From ce7b7612aeab6b7b4cfdccc540640829b67d7ac6 Mon Sep 17 00:00:00 2001
From: Marco Nenciarini <marco.nenciarini@enterprisedb.com>
Date: Fri, 6 Mar 2026 10:37:54 +0100
Subject: [PATCH] fix(security): harden GitHub Actions workflows against
 expression injection (#773)

Move `${{ }}` expressions from `run:` blocks into step-level `env:`
blocks, then reference them as properly-quoted shell variables.

Part of cloudnative-pg/cloudnative-pg#10113

Assisted-by: Claude Opus 4.6

Signed-off-by: Marco Nenciarini <marco.nenciarini@enterprisedb.com>
---
 .github/workflows/release-please.yml | 6 ++++--
 1 file changed, 4 insertions(+), 2 deletions(-)

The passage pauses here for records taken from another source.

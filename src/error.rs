//! Error taxonomy.
//!
//! Deliberately tiny. A wrong symbol is not an error — it is the game's
//! defined terminal outcome and comes back as
//! [`MatchResult::Mismatch`](crate::core::MatchResult::Mismatch). What is
//! left are contract violations the controller guards against, so a
//! well-formed caller never observes them.

use crate::core::RunState;

/// Errors from [`GameState::submit`](crate::core::GameState::submit).
#[derive(Debug, thiserror::Error, Clone, Copy, PartialEq, Eq)]
pub enum GameError {
    /// Input delivered while the game is not awaiting input.
    #[error("input submitted while not awaiting input (run state: {0})")]
    InvalidState(RunState),

    /// Input delivered after the current level was fully reproduced but
    /// before the next level started (the advance-delay window).
    #[error("input submitted while a level advance is pending")]
    AdvancePending,
}

#[cfg(test)]
mod tests {
    use super::*;

    #[test]
    fn test_error_messages() {
        let err = GameError::InvalidState(RunState::Idle);
        assert_eq!(
            err.to_string(),
            "input submitted while not awaiting input (run state: idle)"
        );

        assert_eq!(
            GameError::AdvancePending.to_string(),
            "input submitted while a level advance is pending"
        );
    }
}
//! Game configuration.
//!
//! There is intentionally little to configure: the rule set and the
//! 4-symbol alphabet are fixed. What remains is the RNG seed and the
//! nominal pause before each level advance. The core only stores the
//! delay; the presentation layer owns the actual timer.

use std::time::Duration;

use serde::{Deserialize, Serialize};

/// Nominal pause between completing a level and the next level starting.
pub const DEFAULT_ADVANCE_DELAY: Duration = Duration::from_millis(1000);

/// Configuration for one game instance.
#[derive(Clone, Copy, Debug, PartialEq, Eq, Serialize, Deserialize)]
pub struct GameConfig {
    /// Seed for the random sequence generator.
    pub seed: u64,
    /// How long presentation should wait before firing the level advance.
    pub advance_delay: Duration,
}

impl GameConfig {
    /// Create a configuration with the given seed and the default delay.
    #[must_use]
    pub fn new(seed: u64) -> Self {
        Self {
            seed,
            advance_delay: DEFAULT_ADVANCE_DELAY,
        }
    }

    /// Override the advance delay (builder pattern).
    #[must_use]
    pub fn with_advance_delay(mut self, delay: Duration) -> Self {
        self.advance_delay = delay;
        self
    }
}

#[cfg(test)]
mod tests {
    use super::*;

    #[test]
    fn test_config_defaults() {
        let config = GameConfig::new(42);
        assert_eq!(config.seed, 42);
        assert_eq!(config.advance_delay, DEFAULT_ADVANCE_DELAY);
    }

    #[test]
    fn test_config_builder_override() {
        let config = GameConfig::new(42).with_advance_delay(Duration::from_millis(250));
        assert_eq!(config.advance_delay, Duration::from_millis(250));
    }
}
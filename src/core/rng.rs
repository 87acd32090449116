//! Deterministic random number generation.
//!
//! - **Deterministic**: same seed produces the identical symbol sequence
//! - **Serializable**: O(1) state capture and restore for replays
//!
//! The game itself only ever needs "pick one of four", but routing that
//! through a seedable RNG means a recorded seed reproduces a whole game,
//! which is how the integration tests pin down exact expected sequences.

use rand::{Rng, SeedableRng};
use rand_chacha::ChaCha8Rng;
use serde::{Deserialize, Serialize};

/// Deterministic RNG backing the random sequence generator.
///
/// Uses ChaCha8 for speed while maintaining high-quality randomness.
#[derive(Clone, Debug)]
pub struct GameRng {
    inner: ChaCha8Rng,
    seed: u64,
}

impl GameRng {
    /// Create a new RNG with the given seed.
    #[must_use]
    pub fn new(seed: u64) -> Self {
        Self {
            inner: ChaCha8Rng::seed_from_u64(seed),
            seed,
        }
    }

    /// Generate a random index in `0..len`.
    ///
    /// # Panics
    ///
    /// Panics if `len` is zero. The only caller draws from the fixed
    /// non-empty alphabet.
    pub fn gen_index(&mut self, len: usize) -> usize {
        self.inner.gen_range(0..len)
    }

    /// The seed this RNG was created with.
    #[must_use]
    pub const fn seed(&self) -> u64 {
        self.seed
    }

    /// Capture the current state for serialization.
    #[must_use]
    pub fn state(&self) -> GameRngState {
        GameRngState {
            seed: self.seed,
            word_pos: self.inner.get_word_pos(),
        }
    }

    /// Restore from a saved state.
    #[must_use]
    pub fn from_state(state: &GameRngState) -> Self {
        let mut inner = ChaCha8Rng::seed_from_u64(state.seed);
        inner.set_word_pos(state.word_pos);
        Self {
            inner,
            seed: state.seed,
        }
    }
}

/// Serializable RNG state.
///
/// Uses the ChaCha8 word position for O(1) capture regardless of how many
/// numbers have been generated.
#[derive(Clone, Debug, PartialEq, Eq, Serialize, Deserialize)]
pub struct GameRngState {
    /// Original seed.
    pub seed: u64,
    /// ChaCha8 word position (128-bit counter).
    pub word_pos: u128,
}
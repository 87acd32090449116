//! Symbol generation.
//!
//! The controller never touches a random source directly; it draws through
//! the [`SequenceGenerator`] trait. Production code uses
//! [`RandomGenerator`]; tests inject [`ScriptedGenerator`] to pin down the
//! exact machine sequence.

use crate::core::{GameRng, Symbol, ALPHABET};

/// Source of the machine's next symbol.
///
/// Implementations hold no game state; the controller owns the sequence.
pub trait SequenceGenerator {
    /// Produce the next symbol to append to the machine sequence.
    fn next_symbol(&mut self) -> Symbol;
}

/// Uniform random draws over the fixed alphabet.
///
/// Each symbol has probability 1/4, independent of prior calls. Backed by
/// the deterministic [`GameRng`], so a seed reproduces a whole game.
#[derive(Clone, Debug)]
pub struct RandomGenerator {
    rng: GameRng,
}

impl RandomGenerator {
    /// Create a generator from a seed.
    #[must_use]
    pub fn new(seed: u64) -> Self {
        Self {
            rng: GameRng::new(seed),
        }
    }

    /// Create a generator from an existing RNG.
    #[must_use]
    pub fn from_rng(rng: GameRng) -> Self {
        Self { rng }
    }
}

impl SequenceGenerator for RandomGenerator {
    fn next_symbol(&mut self) -> Symbol {
        ALPHABET[self.rng.gen_index(ALPHABET.len())]
    }
}

/// Replays a fixed script of symbols, cycling when exhausted.
///
/// Deterministic injection point for tests and replays.
#[derive(Clone, Debug)]
pub struct ScriptedGenerator {
    script: Vec<Symbol>,
    position: usize,
}

impl ScriptedGenerator {
    /// Create a generator that yields `script` in order, then repeats.
    ///
    /// # Panics
    ///
    /// Panics if `script` is empty.
    #[must_use]
    pub fn new(script: Vec<Symbol>) -> Self {
        assert!(!script.is_empty(), "script must be non-empty");
        Self {
            script,
            position: 0,
        }
    }
}

impl SequenceGenerator for ScriptedGenerator {
    fn next_symbol(&mut self) -> Symbol {
        let symbol = self.script[self.position % self.script.len()];
        self.position += 1;
        symbol
    }
}
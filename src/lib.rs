//! # sequence-recall
//!
//! Core state machine for a growing-sequence memory game: the machine
//! extends a random sequence over a fixed 4-symbol alphabet, the player
//! reproduces it from the beginning after each extension, and a single
//! mismatch ends the round.
//!
//! ## Design Principles
//!
//! 1. **Zero I/O**: The core never animates, plays sounds, or runs timers.
//!    Presentation subscribes to [`GameEvent`]s and owns the advance-delay
//!    timer.
//!
//! 2. **No ambient state**: Everything lives in an owned [`GameState`]
//!    behind a [`GameController`], so multiple independent games can
//!    coexist and tests are deterministic.
//!
//! 3. **Injectable randomness**: Symbol draws go through the
//!    [`SequenceGenerator`] trait. Production uses a seeded ChaCha8 RNG;
//!    tests inject scripted sequences.
//!
//! ## Modules
//!
//! - `core`: symbols, game state, deterministic RNG
//! - `generator`: the symbol source trait and its implementations
//! - `controller`: orchestration, input validation, scheduled level advance
//! - `events`: outbound events for the presentation layer
//! - `config`: seed and advance-delay configuration
//! - `error`: the (deliberately tiny) error taxonomy
//!
//! ## Example
//!
//! ```
//! use sequence_recall::{GameConfig, GameController, GameEvent, RunState};
//!
//! let mut game = GameController::from_config(GameConfig::new(42));
//!
//! // A start request begins level 1 with one drawn symbol.
//! let Some(GameEvent::LevelAdvanced { level: 1, sequence_so_far }) =
//!     game.start_requested()
//! else {
//!     panic!("fresh game must start");
//! };
//!
//! // Reproduce the sequence; the events say how it went.
//! let events = game.player_input(sequence_so_far[0]);
//! assert_eq!(
//!     events.as_slice(),
//!     [GameEvent::PlayerInputAccepted { symbol: sequence_so_far[0] }]
//! );
//!
//! // Level complete: presentation waits game.config().advance_delay,
//! // then fires the pending advance.
//! let token = game.pending_advance().unwrap();
//! let Some(GameEvent::LevelAdvanced { level: 2, .. }) = game.advance_level(token)
//! else {
//!     panic!("advance must reach level 2");
//! };
//! assert_eq!(game.run_state(), RunState::AwaitingInput);
//! ```

pub mod config;
pub mod controller;
pub mod core;
pub mod error;
pub mod events;
pub mod generator;

// Re-export commonly used types
pub use crate::config::{GameConfig, DEFAULT_ADVANCE_DELAY};
pub use crate::controller::{AdvanceToken, EventBatch, GameController};
pub use crate::core::{
    GameRng, GameRngState, GameSnapshot, GameState, MatchResult, RunState, Symbol, ALPHABET,
};
pub use crate::error::GameError;
pub use crate::events::GameEvent;
pub use crate::generator::{RandomGenerator, ScriptedGenerator, SequenceGenerator};
//! Fleet runtime for simulated solar-panel cleaning robots
//!
//! Owns the broker connection, the configuration store, and the set of
//! live simulated robots. Each robot keeps its own telemetry state and a
//! periodic reporter; the fleet manager routes downlink frames to the
//! right robot and serializes all uplink traffic through one sender.

pub mod fleet;
pub mod robot;
pub mod state;
pub mod store;

pub use fleet::{FleetError, FleetManager, OutboundMessage};
pub use robot::{Robot, RobotConfig, RobotSnapshot};
pub use state::RobotState;
pub use store::{BrokerSettings, ConfigStore, RosterEntry, RosterPage, StoreError};
#[cfg(test)]
mod tests {
    use super::*;
    use solarbot_protocol::DownlinkEnvelope;

    fn test_robot(interval: Duration) -> (Arc<Robot>, mpsc::Receiver<OutboundMessage>) {
        let (tx, rx) = mpsc::channel(64);
        let robot = Robot::new(
            RobotConfig {
                dev_eui: "303930306350729d".to_string(),
                serial_number: 2,
                publish_topic: "app/device/303930306350729d/event/up".to_string(),
                subscribe_topic: "app/device/303930306350729d/command/down".to_string(),
                qos: 1,
                report_interval: interval,
                alarm_fa: 0,
                alarm_fb: 0,
                alarm_fc: 0,
                alarm_fd: 0,
            },
            tx,
            Arc::new(UplinkTemplate::default()),
        );
        (Arc::new(robot), rx)
    }

    fn downlink(robot: &Robot, counter: u8, payload: Vec<u8>) -> Vec<u8> {
        Frame::new(CONTROL_DOWNLINK, robot.serial_number(), counter, payload).encode()
    }

    /// Decode the frame carried by a queued uplink envelope
    fn unwrap_uplink(msg: &OutboundMessage) -> Frame {
        let envelope =
            DownlinkEnvelope::parse("app/device/303930306350729d/event/up", &msg.payload).unwrap();
        Frame::decode(&envelope.data).unwrap()
    }

    #[tokio::test]
    async fn test_report_frame_shape() {
        let (robot, mut rx) = test_robot(Duration::from_secs(10));
        robot.send_report().unwrap();

        let msg = rx.try_recv().unwrap();
        assert_eq!(msg.topic, "app/device/303930306350729d/event/up");
        assert_eq!(msg.qos, 1);

        let frame = unwrap_uplink(&msg);
        assert_eq!(frame.control_code, CONTROL_UPLINK);
        assert_eq!(frame.number, 2);
        assert_eq!(frame.counter, 0);
        assert_eq!(frame.identifier(), Some(Identifier::Report as u8));
        assert_eq!(frame.payload.len(), 21);
    }

    #[tokio::test]
    async fn test_counter_is_contiguous_mod_256() {
        let (robot, mut rx) = test_robot(Duration::from_secs(10));
        for i in 0..260u32 {
            robot.send_start().unwrap();
            let frame = unwrap_uplink(&rx.try_recv().unwrap());
            assert_eq!(u32::from(frame.counter), i % 256);
        }
    }

    #[tokio::test]
    async fn test_lora_params_downlink_updates_and_confirms() {
        let (robot, mut rx) = test_robot(Duration::from_secs(10));
        robot.handle(&downlink(&robot, 0, vec![0xA4, 0x14, 0x50, 0x01]));

        let snapshot = robot.describe();
        assert_eq!(snapshot.data.lora_params.power, 0x14);
        assert_eq!(snapshot.data.lora_params.frequency, 0x50);
        assert_eq!(snapshot.data.lora_params.rate, 0x01);

        let frame = unwrap_uplink(&rx.try_recv().unwrap());
        assert_eq!(frame.control_code, CONTROL_UPLINK);
        assert_eq!(frame.payload, vec![0xA4, 0x14, 0x50, 0x01]);
    }

    #[tokio::test]
    async fn test_short_time_sync_leaves_clock_unchanged() {
        let (robot, mut rx) = test_robot(Duration::from_secs(10));
        let before = robot.describe().data.local_time;

        // Identifier only, no parameter block: a length error
        robot.handle(&downlink(&robot, 0, vec![0xF2]));

        assert_eq!(robot.describe().data.local_time, before);
        assert!(rx.try_recv().is_err());
    }

    #[tokio::test]
    async fn test_time_sync_updates_clock() {
        let (robot, _rx) = test_robot(Duration::from_secs(10));
        let mut payload = vec![0xF2];
        payload.extend([26, 8, 2, 14, 30, 45, 0, 0x00, 0x2A, 0x00, 0x08, 3, 0x00]);
        robot.handle(&downlink(&robot, 0, payload));

        let time = robot.describe().data.local_time;
        assert_eq!(time.year, 2026);
        assert_eq!(time.month, 8);
        assert_eq!(time.hour, 14);
        // Time sync does not touch the environment
        assert_eq!(robot.describe().data.environment.wind_speed, 0);
    }

    #[tokio::test]
    async fn test_start_reply_updates_environment() {
        let (robot, _rx) = test_robot(Duration::from_secs(10));
        let mut payload = vec![0xF1, 0x01];
        payload.extend([26, 8, 2, 14, 30, 45, 0, 0x00, 0x2A, 0x00, 0x08, 3, 0x05]);
        robot.handle(&downlink(&robot, 0, payload));

        let data = robot.describe().data;
        assert_eq!(data.local_time.year, 2026);
        assert_eq!(data.environment.wind_speed, 42);
        assert!(data.environment.protection.wind);
        assert!(data.environment.protection.bracket);
        assert_eq!(data.site_box_count, 8);
        assert_eq!(data.site_robot_count, 3);
    }

    #[tokio::test]
    async fn test_clean_record_request_uploads() {
        let (robot, mut rx) = test_robot(Duration::from_secs(10));
        robot.handle(&downlink(&robot, 0, vec![0xE9]));

        let frame = unwrap_uplink(&rx.try_recv().unwrap());
        assert_eq!(frame.identifier(), Some(0xE9));
        assert_eq!(frame.payload[1], 0); // fresh robot has no records
    }

    #[tokio::test]
    async fn test_unknown_identifier_is_dropped() {
        let (robot, mut rx) = test_robot(Duration::from_secs(10));
        robot.handle(&downlink(&robot, 0, vec![0x99, 0x01]));
        assert!(rx.try_recv().is_err());
    }

    #[tokio::test]
    async fn test_corrupt_frame_is_dropped() {
        let (robot, mut rx) = test_robot(Duration::from_secs(10));
        let mut bytes = downlink(&robot, 0, vec![0xF2]);
        bytes[2] ^= 0xFF; // breaks the checksum
        robot.handle(&bytes);
        assert!(rx.try_recv().is_err());
    }

    #[tokio::test]
    async fn test_schedule_start_registers_task() {
        let (robot, mut rx) = test_robot(Duration::from_secs(10));
        robot.send_schedule_start(1, 3, 9, 30, 2).unwrap();

        let frame = unwrap_uplink(&rx.try_recv().unwrap());
        assert_eq!(frame.control_code, CONTROL_DOWNLINK);
        assert_eq!(frame.payload, vec![0xF0, 1, 3, 9, 30, 2]);

        let tasks = robot.describe().data.schedule_tasks;
        assert_eq!(tasks.len(), 1);
        assert_eq!(tasks[0].hour, 9);

        // Re-sending the same task id replaces, not duplicates
        robot.send_schedule_start(1, 3, 10, 0, 2).unwrap();
        let tasks = robot.describe().data.schedule_tasks;
        assert_eq!(tasks.len(), 1);
        assert_eq!(tasks[0].hour, 10);
    }

    #[tokio::test]
    async fn test_reporter_cadence_and_stop() {
        let (robot, mut rx) = test_robot(Duration::from_millis(200));
        robot.start_reporter();
        assert!(robot.is_running());

        tokio::time::sleep(Duration::from_millis(700)).await;
        robot.stop().await;
        assert!(!robot.is_running());

        let mut frames = Vec::new();
        while let Ok(msg) = rx.try_recv() {
            frames.push(unwrap_uplink(&msg));
        }
        // ~700 ms / 200 ms, one either side for scheduling slack
        assert!(
            (2..=4).contains(&frames.len()),
            "expected 2..=4 reports, got {}",
            frames.len()
        );
        for (i, frame) in frames.iter().enumerate() {
            assert_eq!(frame.counter as usize, i);
        }

        // No further reports after stop
        tokio::time::sleep(Duration::from_millis(300)).await;
        assert!(rx.try_recv().is_err());
    }

    #[tokio::test]
    async fn test_full_queue_fails_fast() {
        let (tx, _rx) = mpsc::channel(1);
        let robot = Robot::new(
            RobotConfig {
                dev_eui: "aabbccdd00112233".to_string(),
                serial_number: 7,
                publish_topic: "up".to_string(),
                subscribe_topic: "down".to_string(),
                qos: 0,
                report_interval: Duration::from_secs(10),
                alarm_fa: 0,
                alarm_fb: 0,
                alarm_fc: 0,
                alarm_fd: 0,
            },
            tx,
            Arc::new(UplinkTemplate::default()),
        );
        robot.send_start().unwrap();
        assert!(matches!(robot.send_start(), Err(FleetError::QueueFull)));
    }
}
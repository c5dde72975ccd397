//! JSON envelope carrying frames over the broker
//!
//! Uplink: `{"devEui": "...", "devAddr": "...", "data": "<base64 frame>"}`,
//! rendered from a template loaded once at startup. Downlink: the same
//! shape; only `devEui` (routing) and `data` (frame) are read, any other
//! fields are ignored.

use crate::encoding::{from_base64, to_base64};
use crate::types::EnvelopeError;
use std::path::Path;

/// Template placeholders
const PLACEHOLDER_DEV_EUI: &str = "{{DEV_EUI}}";
const PLACEHOLDER_DEV_ADDR: &str = "{{DEV_ADDR}}";
const PLACEHOLDER_DATA: &str = "{{DATA}}";

/// Built-in template used when no template file is present
pub const DEFAULT_UPLINK_TEMPLATE: &str =
    r#"{"devEui":"{{DEV_EUI}}","devAddr":"{{DEV_ADDR}}","data":"{{DATA}}"}"#;

/// The devAddr is the final 8 hex characters of the devEui
#[must_use]
pub fn dev_addr(dev_eui: &str) -> &str {
    if dev_eui.len() >= 8 {
        &dev_eui[dev_eui.len() - 8..]
    } else {
        dev_eui
    }
}

/// Uplink envelope template, loaded once and shared across all robots
#[derive(Debug, Clone)]
pub struct UplinkTemplate {
    template: String,
}

impl Default for UplinkTemplate {
    fn default() -> Self {
        Self {
            template: DEFAULT_UPLINK_TEMPLATE.to_string(),
        }
    }
}

impl UplinkTemplate {
    /// Load the template from a file, falling back to the built-in default
    #[must_use]
    pub fn load(path: &Path) -> Self {
        match std::fs::read_to_string(path) {
            Ok(contents) => {
                tracing::info!("loaded uplink template from {:?}", path);
                Self { template: contents }
            }
            Err(e) if e.kind() == std::io::ErrorKind::NotFound => {
                tracing::debug!("no uplink template at {:?}, using built-in", path);
                Self::default()
            }
            Err(e) => {
                tracing::warn!("failed to read uplink template {:?}: {}", path, e);
                Self::default()
            }
        }
    }

    /// Render the envelope for one encoded frame
    #[must_use]
    pub fn render(&self, dev_eui: &str, frame_bytes: &[u8]) -> String {
        self.template
            .replace(PLACEHOLDER_DEV_EUI, dev_eui)
            .replace(PLACEHOLDER_DEV_ADDR, dev_addr(dev_eui))
            .replace(PLACEHOLDER_DATA, &to_base64(frame_bytes))
    }
}

/// A parsed downlink envelope: routing key plus the raw frame bytes
#[derive(Debug, Clone, PartialEq, Eq)]
pub struct DownlinkEnvelope {
    pub dev_eui: String,
    pub data: Vec<u8>,
}

impl DownlinkEnvelope {
    /// Parse a broker message into a routable envelope
    ///
    /// Requires `devEui` and `data`; verifies the topic contains the
    /// `devEui` substring as defense-in-depth against broker mis-routing.
    #[allow(clippy::missing_errors_doc)]
    pub fn parse(topic: &str, payload: &[u8]) -> Result<Self, EnvelopeError> {
        let value: serde_json::Value = serde_json::from_slice(payload)?;

        let dev_eui = value
            .get("devEui")
            .and_then(|v| v.as_str())
            .ok_or(EnvelopeError::MissingField("devEui"))?
            .to_string();
        let data_b64 = value
            .get("data")
            .and_then(|v| v.as_str())
            .ok_or(EnvelopeError::MissingField("data"))?;

        if !topic.contains(&dev_eui) {
            return Err(EnvelopeError::TopicMismatch {
                topic: topic.to_string(),
                dev_eui,
            });
        }

        let data = from_base64(data_b64)?;
        Ok(Self { dev_eui, data })
    }
}

#[cfg(test)]
mod tests {
    use super::*;

    #[test]
    fn test_dev_addr_is_last_eight() {
        assert_eq!(dev_addr("303930306350729d"), "6350729d");
        assert_eq!(dev_addr("729d"), "729d");
    }

    #[test]
    fn test_render_default_template() {
        let template = UplinkTemplate::default();
        let rendered = template.render("303930306350729d", &[0x68, 0x16]);
        let value: serde_json::Value = serde_json::from_str(&rendered).unwrap();
        assert_eq!(value["devEui"], "303930306350729d");
        assert_eq!(value["devAddr"], "6350729d");
        assert_eq!(value["data"], "aBY=");
    }

    #[test]
    fn test_parse_roundtrip() {
        let template = UplinkTemplate::default();
        let frame = vec![0x68, 0x82, 0x00, 0x01, 0x00, 0x01, 0xF2, 0x76, 0x16];
        let rendered = template.render("303930306350729d", &frame);

        let topic = "application/app/device/303930306350729d/command/down";
        let envelope = DownlinkEnvelope::parse(topic, rendered.as_bytes()).unwrap();
        assert_eq!(envelope.dev_eui, "303930306350729d");
        assert_eq!(envelope.data, frame);
    }

    #[test]
    fn test_parse_ignores_extra_fields() {
        let payload = br#"{"devEui":"abcd1234","data":"aBY=","fPort":10,"rssi":-80}"#;
        let envelope = DownlinkEnvelope::parse("x/abcd1234/y", payload).unwrap();
        assert_eq!(envelope.data, vec![0x68, 0x16]);
    }

    #[test]
    fn test_parse_missing_field() {
        let payload = br#"{"devEui":"abcd1234"}"#;
        let err = DownlinkEnvelope::parse("x/abcd1234/y", payload).unwrap_err();
        assert!(matches!(err, EnvelopeError::MissingField("data")));
    }

    #[test]
    fn test_parse_topic_mismatch() {
        let payload = br#"{"devEui":"abcd1234","data":"aBY="}"#;
        let err = DownlinkEnvelope::parse("x/ffff0000/y", payload).unwrap_err();
        assert!(matches!(err, EnvelopeError::TopicMismatch { .. }));
    }

    #[test]
    fn test_parse_bad_base64() {
        let payload = br#"{"devEui":"abcd1234","data":"a!Y="}"#;
        let err = DownlinkEnvelope::parse("x/abcd1234/y", payload).unwrap_err();
        assert!(matches!(err, EnvelopeError::Base64(_)));
    }

    #[test]
    fn test_parse_bad_json() {
        let err = DownlinkEnvelope::parse("t", b"not json").unwrap_err();
        assert!(matches!(err, EnvelopeError::Json(_)));
    }
}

diff --git a/.github/workflows/release-please.yml b/.github/workflows/release-please.yml
index 51e6f4b..3ea0d11 100644
--- a/.github/workflows/release-please.yml
+++ b/.github/workflows/release-please.yml
@@ -51,10 +51,12 @@ jobs:
       # We use a GitHub token with write permissions to create the release,
       # otherwise we won't be able to trigger a new run when pushing on main.
       - name: Run release-please
+        env:
+          REPO_URL: ${{ github.repository }}
         run: |
           npx release-please release-pr \
             --token="${{ secrets.REPO_PAT }}" \
-            --repo-url="${{ github.repository }}"
+            --repo-url="${REPO_URL}"
           npx release-please github-release \
             --token="${{ secrets.REPO_PAT }}" \
-            --repo-url="${{ github.repository }}"
+            --repo-url="${REPO_URL}"